Exercise objective ▸
Write the data below out again, with each line matching the original.

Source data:
__________________________________________________

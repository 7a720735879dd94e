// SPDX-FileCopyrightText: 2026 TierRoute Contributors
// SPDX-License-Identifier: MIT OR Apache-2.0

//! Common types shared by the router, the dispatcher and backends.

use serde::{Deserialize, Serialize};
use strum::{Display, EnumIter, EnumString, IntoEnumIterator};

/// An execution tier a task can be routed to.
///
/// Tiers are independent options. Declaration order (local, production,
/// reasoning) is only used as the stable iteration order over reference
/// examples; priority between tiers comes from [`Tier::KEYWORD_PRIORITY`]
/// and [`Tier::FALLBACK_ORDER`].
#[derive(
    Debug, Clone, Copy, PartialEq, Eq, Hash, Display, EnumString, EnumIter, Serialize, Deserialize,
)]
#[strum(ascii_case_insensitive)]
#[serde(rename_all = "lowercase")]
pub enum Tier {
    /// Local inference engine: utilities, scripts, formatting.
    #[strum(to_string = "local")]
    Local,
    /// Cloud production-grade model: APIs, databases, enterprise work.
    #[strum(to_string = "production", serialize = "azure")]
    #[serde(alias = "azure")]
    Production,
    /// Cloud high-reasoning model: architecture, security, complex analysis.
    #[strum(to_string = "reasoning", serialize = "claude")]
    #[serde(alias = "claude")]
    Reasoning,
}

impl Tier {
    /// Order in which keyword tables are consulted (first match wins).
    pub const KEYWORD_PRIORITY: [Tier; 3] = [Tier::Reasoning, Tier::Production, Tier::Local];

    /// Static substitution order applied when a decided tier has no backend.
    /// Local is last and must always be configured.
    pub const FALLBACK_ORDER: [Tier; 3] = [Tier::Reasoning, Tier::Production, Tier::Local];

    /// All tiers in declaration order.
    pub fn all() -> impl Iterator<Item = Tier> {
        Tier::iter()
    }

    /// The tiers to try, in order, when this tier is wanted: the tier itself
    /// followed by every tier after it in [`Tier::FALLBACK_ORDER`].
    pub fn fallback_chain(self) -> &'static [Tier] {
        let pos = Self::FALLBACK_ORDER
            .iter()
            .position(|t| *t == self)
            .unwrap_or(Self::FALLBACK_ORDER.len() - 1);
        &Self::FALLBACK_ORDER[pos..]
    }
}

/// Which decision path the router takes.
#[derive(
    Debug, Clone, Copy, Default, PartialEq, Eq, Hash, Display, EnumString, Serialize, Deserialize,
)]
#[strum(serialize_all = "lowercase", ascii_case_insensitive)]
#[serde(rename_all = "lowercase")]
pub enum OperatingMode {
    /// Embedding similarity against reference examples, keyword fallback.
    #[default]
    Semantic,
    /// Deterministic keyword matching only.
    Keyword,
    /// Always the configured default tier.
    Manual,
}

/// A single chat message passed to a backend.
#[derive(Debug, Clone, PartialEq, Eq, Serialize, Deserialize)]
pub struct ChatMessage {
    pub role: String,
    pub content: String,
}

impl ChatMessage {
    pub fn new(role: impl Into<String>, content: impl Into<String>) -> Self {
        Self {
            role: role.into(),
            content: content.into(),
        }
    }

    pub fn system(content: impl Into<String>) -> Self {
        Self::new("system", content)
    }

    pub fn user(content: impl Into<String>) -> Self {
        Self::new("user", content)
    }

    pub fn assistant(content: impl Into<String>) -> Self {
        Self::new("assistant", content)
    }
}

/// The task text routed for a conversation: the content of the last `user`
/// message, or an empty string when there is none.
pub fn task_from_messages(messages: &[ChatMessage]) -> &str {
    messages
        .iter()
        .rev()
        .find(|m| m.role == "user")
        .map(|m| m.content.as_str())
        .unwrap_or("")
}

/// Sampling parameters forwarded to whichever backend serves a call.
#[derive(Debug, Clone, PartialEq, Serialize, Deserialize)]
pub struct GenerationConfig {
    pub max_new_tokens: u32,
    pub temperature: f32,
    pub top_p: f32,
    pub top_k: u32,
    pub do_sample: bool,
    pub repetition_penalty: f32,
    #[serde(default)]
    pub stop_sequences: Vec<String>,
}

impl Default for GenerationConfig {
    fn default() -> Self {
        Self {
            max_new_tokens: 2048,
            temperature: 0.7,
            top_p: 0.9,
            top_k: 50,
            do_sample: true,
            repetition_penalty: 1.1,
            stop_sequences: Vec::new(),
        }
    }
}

__________________________________________________

Response ▸
repository 7a720735879dd94e
// SPDX-FileCopyrightText: 2026 TierRoute Contributors
// SPDX-License-Identifier: MIT OR Apache-2.0

//! Common types shared by the router, the dispatcher and backends.

use serde::{Deserialize, Serialize};
use strum::{Display, EnumIter, EnumString, IntoEnumIterator};

/// An execution tier a task can be routed to.
///
/// Tiers are independent options. Declaration order (local, production,
/// reasoning) is only used as the stable iteration order over reference
/// examples; priority between tiers comes from [`Tier::KEYWORD_PRIORITY`]
/// and [`Tier::FALLBACK_ORDER`].
#[derive(
    Debug, Clone, Copy, PartialEq, Eq, Hash, Display, EnumString, EnumIter, Serialize, Deserialize,
)]
#[strum(ascii_case_insensitive)]
#[serde(rename_all = "lowercase")]
pub enum Tier {
    /// Local inference engine: utilities, scripts, formatting.
    #[strum(to_string = "local")]
    Local,
    /// Cloud production-grade model: APIs, databases, enterprise work.
    #[strum(to_string = "production", serialize = "azure")]
    #[serde(alias = "azure")]
    Production,
    /// Cloud high-reasoning model: architecture, security, complex analysis.
    #[strum(to_string = "reasoning", serialize = "claude")]
    #[serde(alias = "claude")]
    Reasoning,
}

impl Tier {
    /// Order in which keyword tables are consulted (first match wins).
    pub const KEYWORD_PRIORITY: [Tier; 3] = [Tier::Reasoning, Tier::Production, Tier::Local];

    /// Static substitution order applied when a decided tier has no backend.
    /// Local is last and must always be configured.
    pub const FALLBACK_ORDER: [Tier; 3] = [Tier::Reasoning, Tier::Production, Tier::Local];

    /// All tiers in declaration order.
    pub fn all() -> impl Iterator<Item = Tier> {
        Tier::iter()
    }

    /// The tiers to try, in order, when this tier is wanted: the tier itself
    /// followed by every tier after it in [`Tier::FALLBACK_ORDER`].
    pub fn fallback_chain(self) -> &'static [Tier] {
        let pos = Self::FALLBACK_ORDER
            .iter()
            .position(|t| *t == self)
            .unwrap_or(Self::FALLBACK_ORDER.len() - 1);
        &Self::FALLBACK_ORDER[pos..]
    }
}

/// Which decision path the router takes.
#[derive(
    Debug, Clone, Copy, Default, PartialEq, Eq, Hash, Display, EnumString, Serialize, Deserialize,
)]
#[strum(serialize_all = "lowercase", ascii_case_insensitive)]
#[serde(rename_all = "lowercase")]
pub enum OperatingMode {
    /// Embedding similarity against reference examples, keyword fallback.
    #[default]
    Semantic,
    /// Deterministic keyword matching only.
    Keyword,
    /// Always the configured default tier.
    Manual,
}

/// A single chat message passed to a backend.
#[derive(Debug, Clone, PartialEq, Eq, Serialize, Deserialize)]
pub struct ChatMessage {
    pub role: String,
    pub content: String,
}

impl ChatMessage {
    pub fn new(role: impl Into<String>, content: impl Into<String>) -> Self {
        Self {
            role: role.into(),
            content: content.into(),
        }
    }

    pub fn system(content: impl Into<String>) -> Self {
        Self::new("system", content)
    }

    pub fn user(content: impl Into<String>) -> Self {
        Self::new("user", content)
    }

    pub fn assistant(content: impl Into<String>) -> Self {
        Self::new("assistant", content)
    }
}

/// The task text routed for a conversation: the content of the last `user`
/// message, or an empty string when there is none.
pub fn task_from_messages(messages: &[ChatMessage]) -> &str {
    messages
        .iter()
        .rev()
        .find(|m| m.role == "user")
        .map(|m| m.content.as_str())
        .unwrap_or("")
}

/// Sampling parameters forwarded to whichever backend serves a call.
#[derive(Debug, Clone, PartialEq, Serialize, Deserialize)]
pub struct GenerationConfig {
    pub max_new_tokens: u32,
    pub temperature: f32,
    pub top_p: f32,
    pub top_k: u32,
    pub do_sample: bool,
    pub repetition_penalty: f32,
    #[serde(default)]
    pub stop_sequences: Vec<String>,
}

impl Default for GenerationConfig {
    fn default() -> Self {
        Self {
            max_new_tokens: 2048,
            temperature: 0.7,
            top_p: 0.9,
            top_k: 50,
            do_sample: true,
            repetition_penalty: 1.1,
            stop_sequences: Vec::new(),
        }
    }
}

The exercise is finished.